I will be the first to admit my “prayer life” has a troubled past. It’s been inconsistent, self-centered, and a serious source of contention. When in doubt, it is easy for us to feel dismayed. We forget that when God petitions us to ask, seek, and knock, He means Him, not anything or anyone else. If we ask God where He is, if we seek Him with all of our heart, if we knock on His door and ask Him to enter our lives, He will make sure to take care of us, beyond measure. He will not deny what is good for us, we just have to know that what He will provide may not always match up with what we desire. And that’s for the best. I’m learning more and more to be thankful for the no’s.
Does God Really Hear Me?
I’ve often been asked, does God really hear my prayers? Does He understand my concerns? Will He answer? Yes, He always answers. I no longer believe in the philosophy that there are periods of silence when He doesn’t answer. His responses may not make sense to us, it may be that He withholds what we want from us, but He never not answers. When we feel like we are in a waiting period, my suggestion would be to stop worrying and start listening. The Bible tells us not to be anxious for good reason. More than likely, God’s trying to redirect your path. He’s just waiting for you to take notice.

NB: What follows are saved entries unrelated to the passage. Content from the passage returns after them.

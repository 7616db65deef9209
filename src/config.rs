// author: kodeholic (powered by Claude)
// 매직 넘버를 배제하고 시스템 전체의 성능과 한계를 제어하는 상수 모음입니다.

/// 웹소켓 시그널링 서버 TCP 포트
pub const SIGNALING_PORT: u16 = 5002;

/// ICE-Lite answerer가 광고하는 미디어 플레인 UDP 포트
/// 실제 종단(DTLS/SRTP)은 외부 미디어 엔진이 담당한다
pub const MEDIA_UDP_PORT: u16 = 10000;

/// 송신(Egress) 워커 큐 사이즈.
/// 꽉 차면 지연 발생 방지를 위해 오래된 패킷을 버립니다(Drop/Backpressure).
pub const EGRESS_QUEUE_SIZE: usize = 2048;

/// 엔진 이벤트(트랙 수신/상태 변경) 큐 사이즈
pub const ENGINE_EVENT_QUEUE_SIZE: usize = 64;

/// ActivityDetected 디스패치 큐 사이즈
pub const ACTIVITY_QUEUE_SIZE: usize = 256;

/// 세션 비디오 탭(broadcast) 버퍼 — 느린 구독자는 오래된 프레임부터 유실
pub const VIDEO_TAP_BUFFER: usize = 16;

/// 프레임 샘플링 간격 — N 프레임당 1회만 분석 (미디어 경로 비차단 보장)
pub const FRAME_SAMPLE_INTERVAL: u64 = 5;

/// 헤드 포즈 center 판정 허용 오프셋 (픽셀)
pub const HEAD_POSE_CENTER_MARGIN: i32 = 50;

/// 좀비 세션 reaper 실행 주기 (10초)
pub const REAPER_INTERVAL_MS: u64 = 10_000;

/// 연결이 끊긴 좀비 세션을 정리하기 위한 타임아웃 (30초)
pub const ZOMBIE_TIMEOUT_MS: u64 = 30_000;

/// 클라이언트가 HEARTBEAT를 보내야 하는 주기 (밀리초)
pub const HEARTBEAT_INTERVAL_MS: u64 = 30_000;

/// IDENTIFY 토큰 검증용 Secret Key
/// 운영 환경에서는 환경변수 PROCTOR_SECRET 으로 오버라이드 할 것
pub const DEFAULT_SECRET_KEY: &str = "changeme-secret";

/// STUN 서버 목록 — 브라우저 측 ICE 수집용으로 answer에 반영되지는 않지만
/// 엔진 어댑터 생성 시 그대로 전달한다
pub const STUN_SERVERS: &[&str] = &["stun:stun.l.google.com:19302"];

Creating Your Personalized Prayer Life
So how do you build a prayer life worth having? Simple. You start and then you commit. Carve out some time every day to communicate with God. Most importantly, seek the time to listen. With all of the distractions in our lives, listening becomes difficult. Spending quiet time with God when you aren’t thinking about relationships, school, work, or family problems can be quite challenging, but the results are rewarding. So sit back, close your eyes, and ask God to enter your soul. Just be ready for what He has to say. You may not always like it, but you’ll always need it.